Lessons Between the Lane Lines:
How Swimming Set My Trajectory
“Running changes lives.” You hear it all the time in endurance sports. And while I respect it, running is powerful and is my current sport, for me, it was swimming that set everything in motion.
I was the kid who did everything—tee ball, softball, ballet, gymnastics, soccer, track. But swimming was the one constant. The one place I kept showing up, season after season, making progress and having a blast with friends, without even realizing how much it was shaping me.
When Passion Became Commitment
It was during those high school years, it became a commitment. Double practices, early mornings, choosing the pool over everything else. I let go of other sports to focus fully on swimming. The only time I stepped away was during my sophomore slump, when my coach pushed me to run track. I didn’t see it then, but those three years gave me a foundation I would come back to later.
At age 16 my first job was lifeguarding and teaching the summer league team between morning and afternoon practice. Long days in the sun, the smell of chlorine and sunscreen. And, I still coach swimming now at age 53.
ADVERTISEMENT
The Scholarship That Changed Everything
My high school coach told me I could earn a scholarship and to choose the school that valued me enough to invest in me. After a few recruiting trips, I chose Eastern Michigan University. Full ride. A decision that would shape everything that came next.
After my freshman year, I found triathlon. It was easy to train twice a day and not get wet and what is most triathletes’ weakness, is my strength. I had just enough running experience. And I had parents who modeled the endurance lifestyle: marathons, triathlons, the whole process. What felt normal to me was actually preparing me for something bigger.

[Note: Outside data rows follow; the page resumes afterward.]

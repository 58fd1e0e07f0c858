use chrono::{DateTime, NaiveDate, Utc};
use serde::{Deserialize, Serialize};
use std::fmt;

use super::entity::{id_from_string_or_number, Collection, Entity, SortOrder};

/// Lead type of an inbox message
#[derive(Debug, Clone, Copy, PartialEq, Eq, Hash, Serialize, Deserialize)]
#[serde(rename_all = "kebab-case")]
pub enum MessageKind {
    General,
    TestDrive,
}

impl fmt::Display for MessageKind {
    fn fmt(&self, f: &mut fmt::Formatter<'_>) -> fmt::Result {
        match self {
            MessageKind::General => f.write_str("general"),
            MessageKind::TestDrive => f.write_str("test-drive"),
        }
    }
}

/// A contact or test-drive lead
///
/// `phone`, `car_name` and `booking_date` are only filled for test drives.
#[derive(Debug, Clone, PartialEq, Serialize, Deserialize)]
#[serde(rename_all = "camelCase")]
pub struct InboxMessage {
    #[serde(deserialize_with = "id_from_string_or_number")]
    pub id: String,
    #[serde(rename = "type")]
    pub kind: MessageKind,
    pub name: String,
    pub email: String,
    #[serde(default, skip_serializing_if = "Option::is_none")]
    pub phone: Option<String>,
    #[serde(default, skip_serializing_if = "Option::is_none")]
    pub car_name: Option<String>,
    #[serde(default, skip_serializing_if = "Option::is_none")]
    pub booking_date: Option<NaiveDate>,
    pub subject: String,
    pub message: String,
    pub date: NaiveDate,
    #[serde(default)]
    pub is_read: bool,
}

#[derive(Debug, Clone, PartialEq, Serialize, Deserialize)]
#[serde(rename_all = "camelCase")]
pub struct InboxMessageDraft {
    #[serde(rename = "type")]
    pub kind: MessageKind,
    pub name: String,
    pub email: String,
    #[serde(default, skip_serializing_if = "Option::is_none")]
    pub phone: Option<String>,
    #[serde(default, skip_serializing_if = "Option::is_none")]
    pub car_name: Option<String>,
    #[serde(default, skip_serializing_if = "Option::is_none")]
    pub booking_date: Option<NaiveDate>,
    pub subject: String,
    pub message: String,
    pub date: NaiveDate,
    #[serde(default)]
    pub is_read: bool,
}

/// Partial update of a message
///
/// An absent field means unchanged, so a patch can set `phone`, `carName`
/// and `bookingDate` but never clear them back to empty.
#[derive(Debug, Clone, Default, PartialEq, Serialize, Deserialize)]
#[serde(rename_all = "camelCase")]
pub struct InboxMessagePatch {
    #[serde(default, rename = "type", skip_serializing_if = "Option::is_none")]
    pub kind: Option<MessageKind>,
    #[serde(default, skip_serializing_if = "Option::is_none")]
    pub name: Option<String>,
    #[serde(default, skip_serializing_if = "Option::is_none")]
    pub email: Option<String>,
    #[serde(default, skip_serializing_if = "Option::is_none")]
    pub phone: Option<String>,
    #[serde(default, skip_serializing_if = "Option::is_none")]
    pub car_name: Option<String>,
    #[serde(default, skip_serializing_if = "Option::is_none")]
    pub booking_date: Option<NaiveDate>,
    #[serde(default, skip_serializing_if = "Option::is_none")]
    pub subject: Option<String>,
    #[serde(default, skip_serializing_if = "Option::is_none")]
    pub message: Option<String>,
    #[serde(default, skip_serializing_if = "Option::is_none")]
    pub date: Option<NaiveDate>,
    #[serde(default, skip_serializing_if = "Option::is_none")]
    pub is_read: Option<bool>,
}

impl Entity for InboxMessage {
    type Draft = InboxMessageDraft;
    type Patch = InboxMessagePatch;

    const COLLECTION: Collection = Collection::Inbox;
    const SORT: SortOrder = SortOrder::Descending("date");

    fn id(&self) -> &str {
        &self.id
    }

    fn from_draft(id: String, _created_at: DateTime<Utc>, draft: InboxMessageDraft) -> Self {
        Self {
            id,
            kind: draft.kind,
            name: draft.name,
            email: draft.email,
            phone: draft.phone,
            car_name: draft.car_name,
            booking_date: draft.booking_date,
            subject: draft.subject,
            message: draft.message,
            date: draft.date,
            is_read: draft.is_read,
        }
    }

    fn apply_patch(&mut self, patch: InboxMessagePatch) {
        merge_fields!(self, patch, [kind, name, email, subject, message, date, is_read]);
        if let Some(phone) = patch.phone {
            self.phone = Some(phone);
        }
        if let Some(car_name) = patch.car_name {
            self.car_name = Some(car_name);
        }
        if let Some(booking_date) = patch.booking_date {
            self.booking_date = Some(booking_date);
        }
    }

    fn sort_key(&self) -> String {
        self.date.format("%Y-%m-%d").to_string()
    }

    fn seed_data() -> Vec<Self> {
        crate::defaults::inbox()
    }
}

#[cfg(test)]
mod tests {
    use super::*;

    #[test]
    fn test_type_field_uses_kebab_case() {
        let messages = crate::defaults::inbox();
        let value = serde_json::to_value(&messages[1]).unwrap();
        assert_eq!(value["type"], serde_json::json!("test-drive"));
        assert_eq!(value["carName"], serde_json::json!("HR-V SE CVT"));
        assert_eq!(value["bookingDate"], serde_json::json!("2024-05-20"));

        let general = serde_json::to_value(&messages[0]).unwrap();
        assert!(general.get("phone").is_none());
    }

    #[test]
    fn test_mark_read_patch_keeps_optional_fields() {
        let mut message = crate::defaults::inbox().remove(1);
        message.apply_patch(InboxMessagePatch {
            is_read: Some(true),
            ..Default::default()
        });
        assert!(message.is_read);
        assert_eq!(message.phone.as_deref(), Some("081234567890"));
    }

    #[test]
    fn test_patch_sets_but_cannot_clear_optional_fields() {
        let mut message = crate::defaults::inbox().remove(1);
        let patch: InboxMessagePatch =
            serde_json::from_str(r#"{"phone":null,"carName":"Civic RS"}"#).unwrap();
        message.apply_patch(patch);

        assert_eq!(message.phone.as_deref(), Some("081234567890"));
        assert_eq!(message.car_name.as_deref(), Some("Civic RS"));
        assert!(message.booking_date.is_some());
    }

    #[test]
    fn test_is_read_defaults_false() {
        let json = r#"{"id":"9","type":"general","name":"A","email":"a@b.c",
            "subject":"s","message":"m","date":"2024-06-01"}"#;
        let message: InboxMessage = serde_json::from_str(json).unwrap();
        assert!(!message.is_read);
        assert_eq!(message.kind, MessageKind::General);
    }
}
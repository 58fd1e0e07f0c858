use serde::Serialize;

use crate::model::{Car, InboxMessage, NewsPost};

const RECENT_MESSAGES: usize = 5;

#[derive(Debug, Clone, PartialEq, Eq, Serialize)]
pub struct BrandCount {
    pub brand: String,
    pub count: usize,
}

/// Admin dashboard overview
#[derive(Debug, Clone, PartialEq, Serialize)]
pub struct DashboardStats {
    pub total_cars: usize,
    pub total_news: usize,
    pub unread_messages: usize,
    /// Brands in first-seen order
    pub cars_per_brand: Vec<BrandCount>,
    /// First five messages of the (newest-first) inbox listing
    pub recent_messages: Vec<InboxMessage>,
}

impl DashboardStats {
    pub fn compute(cars: &[Car], news: &[NewsPost], inbox: &[InboxMessage]) -> Self {
        let mut cars_per_brand: Vec<BrandCount> = Vec::new();
        for car in cars {
            match cars_per_brand.iter_mut().find(|b| b.brand == car.brand) {
                Some(entry) => entry.count += 1,
                None => cars_per_brand.push(BrandCount {
                    brand: car.brand.clone(),
                    count: 1,
                }),
            }
        }

        Self {
            total_cars: cars.len(),
            total_news: news.len(),
            unread_messages: inbox.iter().filter(|m| !m.is_read).count(),
            cars_per_brand,
            recent_messages: inbox.iter().take(RECENT_MESSAGES).cloned().collect(),
        }
    }
}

After college, I moved to Colorado with $8,000 in savings, scholarship money I saved. Swimming didn’t just shape my athletic career; it shaped my professional life. From teaching lessons to college swimmers as a GTA while earning a master’s in Exercise and Sport Science at Colorado State University, to working in health clubs, to building my own coaching business, it all traces back to the lane lines.
More Than Just A Sport
Swimming didn’t just make me faster. It gave me direction. Everything I’ve built started in the water.